This is my third all-grain brew and it was a Cream Ale Kit from NB. It’s the lightest beer all grain I have brewed. The other two All Grain beers consisted of a blue ball wit clone and the Smooth Nut Brown kit from Midwest.

I don’t know if it was because I was more conscious about trying to calculate and do things right or what it was but today, my numbers were everywhere. My mash in was intended to be around 150 but it ended up I was right around 156-157. I am assuming the mash in calculator I used did not take into account for me warming up my mash tun?? This is just a guess. But it went over. So I dropped a few ice cubes in (4 total) and stirred them around. It brought the temp down to around 150ish in a few minutes. (Question 1: Was this ok to do…..Or is there a better way). So I decided that for this brew instead of letting the mash set for a full hour without me touching it, I would stir the mash every 20 minutes.
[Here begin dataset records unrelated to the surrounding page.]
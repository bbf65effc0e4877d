//! Value signals based on lagged fundamental snapshots.
//!
//! Fundamentals are read as of a cutoff one quarter before the rebalance
//! month to approximate the delay between a period end and its report date.

mod earnings_yield;

pub use earnings_yield::{DEFAULT_FUNDAMENTAL_LAG_MONTHS, EarningsYield, EarningsYieldConfig};
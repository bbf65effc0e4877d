//! Gross profitability quality signal.

use ronda_data::PointInTimeView;
use ronda_traits::{Date, Field, Result, calendar};
use serde::{Deserialize, Serialize};

use crate::registry::SignalCategory;
use crate::signal::{Signal, ratio};
use crate::value::DEFAULT_FUNDAMENTAL_LAG_MONTHS;

/// Configuration for the gross profitability signal.
#[derive(Debug, Clone, PartialEq, Eq, Serialize, Deserialize)]
#[serde(default)]
pub struct GrossProfitabilityConfig {
    /// Reporting lag in months (default: 3).
    pub lag_months: u32,
}

impl Default for GrossProfitabilityConfig {
    fn default() -> Self {
        Self {
            lag_months: DEFAULT_FUNDAMENTAL_LAG_MONTHS,
        }
    }
}

/// Gross profitability: gross profit over total assets.
///
/// Each field is resolved independently to its latest snapshot at the lag
/// cutoff. Undefined when either is missing or total assets are not positive.
#[derive(Debug, Clone)]
pub struct GrossProfitability {
    config: GrossProfitabilityConfig,
}

impl GrossProfitability {
    /// Create a new gross profitability signal with the given configuration.
    #[must_use]
    pub const fn new(config: GrossProfitabilityConfig) -> Self {
        Self { config }
    }
}

impl Default for GrossProfitability {
    fn default() -> Self {
        Self::new(GrossProfitabilityConfig::default())
    }
}

impl Signal for GrossProfitability {
    fn name(&self) -> &str {
        "quality"
    }

    fn category(&self) -> SignalCategory {
        SignalCategory::Quality
    }

    fn lookback_months(&self) -> u32 {
        self.config.lag_months
    }

    fn required_fields(&self) -> &[Field] {
        &[Field::GrossProfit, Field::TotalAssets]
    }

    fn cutoff(&self, date: Date) -> Option<Date> {
        calendar::months_back(date, self.config.lag_months)
    }

    fn compute(&self, view: &PointInTimeView<'_>, symbol: &str, _date: Date) -> Result<Option<f64>> {
        let cutoff = view.cutoff();
        let profit = view.fundamental_asof(symbol, Field::GrossProfit, cutoff)?;
        let assets = view.fundamental_asof(symbol, Field::TotalAssets, cutoff)?;

        Ok(match (profit, assets) {
            (Some((_, profit)), Some((_, assets))) if assets > 0.0 => ratio(profit, assets),
            _ => None,
        })
    }
}

#[cfg(test)]
mod tests {
    use super::*;
    use approx::assert_relative_eq;
    use ronda_data::TimeSeriesStore;

    fn d(y: i32, m: u32, day: u32) -> Date {
        Date::from_ymd_opt(y, m, day).unwrap()
    }

    fn compute(store: &TimeSeriesStore, date: Date) -> Option<f64> {
        let signal = GrossProfitability::default();
        let view = store.as_of(signal.cutoff(date).unwrap());
        signal.compute(&view, "AAA", date).unwrap()
    }

    #[test]
    fn test_fields_resolved_independently() {
        let mut builder = TimeSeriesStore::builder();
        builder
            .fundamental("AAA", Field::GrossProfit, d(2023, 12, 31), 30.0)
            .unwrap()
            .fundamental("AAA", Field::TotalAssets, d(2023, 9, 30), 100.0)
            .unwrap()
            .fundamental("AAA", Field::TotalAssets, d(2024, 3, 31), 120.0)
            .unwrap();
        let store = builder.build();

        // Cutoff 2024-01-31: latest assets is the September snapshot.
        assert_relative_eq!(compute(&store, d(2024, 4, 30)).unwrap(), 0.3, epsilon = 1e-12);
        // Cutoff 2024-03-31 picks up the newer assets figure.
        assert_relative_eq!(compute(&store, d(2024, 6, 30)).unwrap(), 0.25, epsilon = 1e-12);
    }

    #[test]
    fn test_zero_assets_undefined() {
        let mut builder = TimeSeriesStore::builder();
        builder
            .fundamental("AAA", Field::GrossProfit, d(2023, 12, 31), 30.0)
            .unwrap()
            .fundamental("AAA", Field::TotalAssets, d(2023, 12, 31), 0.0)
            .unwrap();
        let store = builder.build();

        assert_eq!(compute(&store, d(2024, 6, 30)), None);
    }

    #[test]
    fn test_missing_profit_undefined() {
        let mut builder = TimeSeriesStore::builder();
        builder
            .fundamental("AAA", Field::TotalAssets, d(2023, 12, 31), 50.0)
            .unwrap();
        let store = builder.build();

        assert_eq!(compute(&store, d(2024, 6, 30)), None);
    }
}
About the third time I went to stir it I noticed the temp had dropped to 140ish(Question 2: what effect will this have on the brew?). This time I did not through a cover over the cooler plus me opening it and stirring I assume contributed to the temp loss. So with 20 minutes to go, I threw some more hot water back in and brought the temp back up to 150ish (Question 3: Should I have did this?? And since I did do it, what effect will it have on the beer?)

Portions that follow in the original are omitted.